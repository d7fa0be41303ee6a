pub mod chunker;
pub mod message_chunk;
pub mod secure_channel;
pub mod security_header;
pub mod url;

pub use chunker::Chunker;
pub use message_chunk::{MessageChunk, MessageChunkHeader, MessageChunkType, MessageIsFinalType};
pub use secure_channel::{Role, SecureChannel};
pub use security_header::{AsymmetricSecurityHeader, SecurityHeader, SequenceHeader, SymmetricSecurityHeader};
pub use url::hostname_port_from_url;
use std::io::{Read, Write};

use crate::encoding::{
    read_u16, write_u16, DecodingOptions, EncodingResult, SimpleBinaryDecodable,
    SimpleBinaryEncodable, UaNullable,
};
use crate::string::UAString;

/// A name qualified by a namespace index, e.g. a browse name.
#[derive(Debug, Clone, Default, PartialEq, Eq, Hash)]
pub struct QualifiedName {
    pub namespace_index: u16,
    pub name: UAString,
}

impl QualifiedName {
    pub fn new(namespace_index: u16, name: impl Into<UAString>) -> Self {
        QualifiedName {
            namespace_index,
            name: name.into(),
        }
    }

    pub fn null() -> Self {
        QualifiedName::default()
    }
}

impl UaNullable for QualifiedName {
    fn is_ua_null(&self) -> bool {
        self.name.is_null()
    }
}

impl SimpleBinaryEncodable for QualifiedName {
    fn byte_len(&self) -> usize {
        2 + self.name.byte_len()
    }

    fn encode<S: Write + ?Sized>(&self, stream: &mut S) -> EncodingResult<usize> {
        let mut size = write_u16(stream, self.namespace_index)?;
        size += self.name.encode(stream)?;
        Ok(size)
    }
}

impl SimpleBinaryDecodable for QualifiedName {
    fn decode<S: Read + ?Sized>(
        stream: &mut S,
        decoding_options: &DecodingOptions,
    ) -> EncodingResult<Self> {
        let namespace_index = read_u16(stream)?;
        let name = UAString::decode(stream, decoding_options)?;
        Ok(QualifiedName {
            namespace_index,
            name,
        })
    }
}

/// Human-readable text with an optional locale, e.g. a user-facing server
/// description. The encoding mask selects which of locale/text are present
/// so null and empty remain distinguishable per field.
#[derive(Debug, Clone, Default, PartialEq, Eq, Hash)]
pub struct LocalizedText {
    pub locale: UAString,
    pub text: UAString,
}

impl LocalizedText {
    pub fn new(locale: impl Into<UAString>, text: impl Into<UAString>) -> Self {
        LocalizedText {
            locale: locale.into(),
            text: text.into(),
        }
    }

    pub fn null() -> Self {
        LocalizedText::default()
    }
}

impl UaNullable for LocalizedText {
    fn is_ua_null(&self) -> bool {
        self.locale.is_null() && self.text.is_null()
    }
}

const HAS_LOCALE: u8 = 0x01;
const HAS_TEXT: u8 = 0x02;

impl SimpleBinaryEncodable for LocalizedText {
    fn byte_len(&self) -> usize {
        let mut size = 1;
        if !self.locale.is_null() {
            size += self.locale.byte_len();
        }
        if !self.text.is_null() {
            size += self.text.byte_len();
        }
        size
    }

    fn encode<S: Write + ?Sized>(&self, stream: &mut S) -> EncodingResult<usize> {
        let mut mask = 0u8;
        if !self.locale.is_null() {
            mask |= HAS_LOCALE;
        }
        if !self.text.is_null() {
            mask |= HAS_TEXT;
        }
        let mut size = crate::encoding::write_u8(stream, mask)?;
        if mask & HAS_LOCALE != 0 {
            size += self.locale.encode(stream)?;
        }
        if mask & HAS_TEXT != 0 {
            size += self.text.encode(stream)?;
        }
        Ok(size)
    }
}

impl SimpleBinaryDecodable for LocalizedText {
    fn decode<S: Read + ?Sized>(
        stream: &mut S,
        decoding_options: &DecodingOptions,
    ) -> EncodingResult<Self> {
        let mask = crate::encoding::read_u8(stream)?;
        let locale = if mask & HAS_LOCALE != 0 {
            UAString::decode(stream, decoding_options)?
        } else {
            UAString::null()
        };
        let text = if mask & HAS_TEXT != 0 {
            UAString::decode(stream, decoding_options)?
        } else {
            UAString::null()
        };
        Ok(LocalizedText { locale, text })
    }
}

#[cfg(test)]
mod tests {
    use super::*;

    #[test]
    fn qualified_name_round_trip() {
        let qn = QualifiedName::new(3, "Temperature");
        let mut buf = Vec::new();
        qn.encode(&mut buf).unwrap();
        let mut cursor = std::io::Cursor::new(buf);
        let decoded = QualifiedName::decode(&mut cursor, &DecodingOptions::default()).unwrap();
        assert_eq!(qn, decoded);
    }

    #[test]
    fn localized_text_partial_mask() {
        let lt = LocalizedText::new(UAString::null(), "no locale");
        let mut buf = Vec::new();
        lt.encode(&mut buf).unwrap();
        assert_eq!(buf[0], HAS_TEXT);
        let mut cursor = std::io::Cursor::new(buf);
        let decoded = LocalizedText::decode(&mut cursor, &DecodingOptions::default()).unwrap();
        assert_eq!(lt, decoded);
    }
}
======
Determine how many lines in the listing above hold the string "SimpleBinaryDecodable", then write only the number.

### WRITTEN SOLUTION
3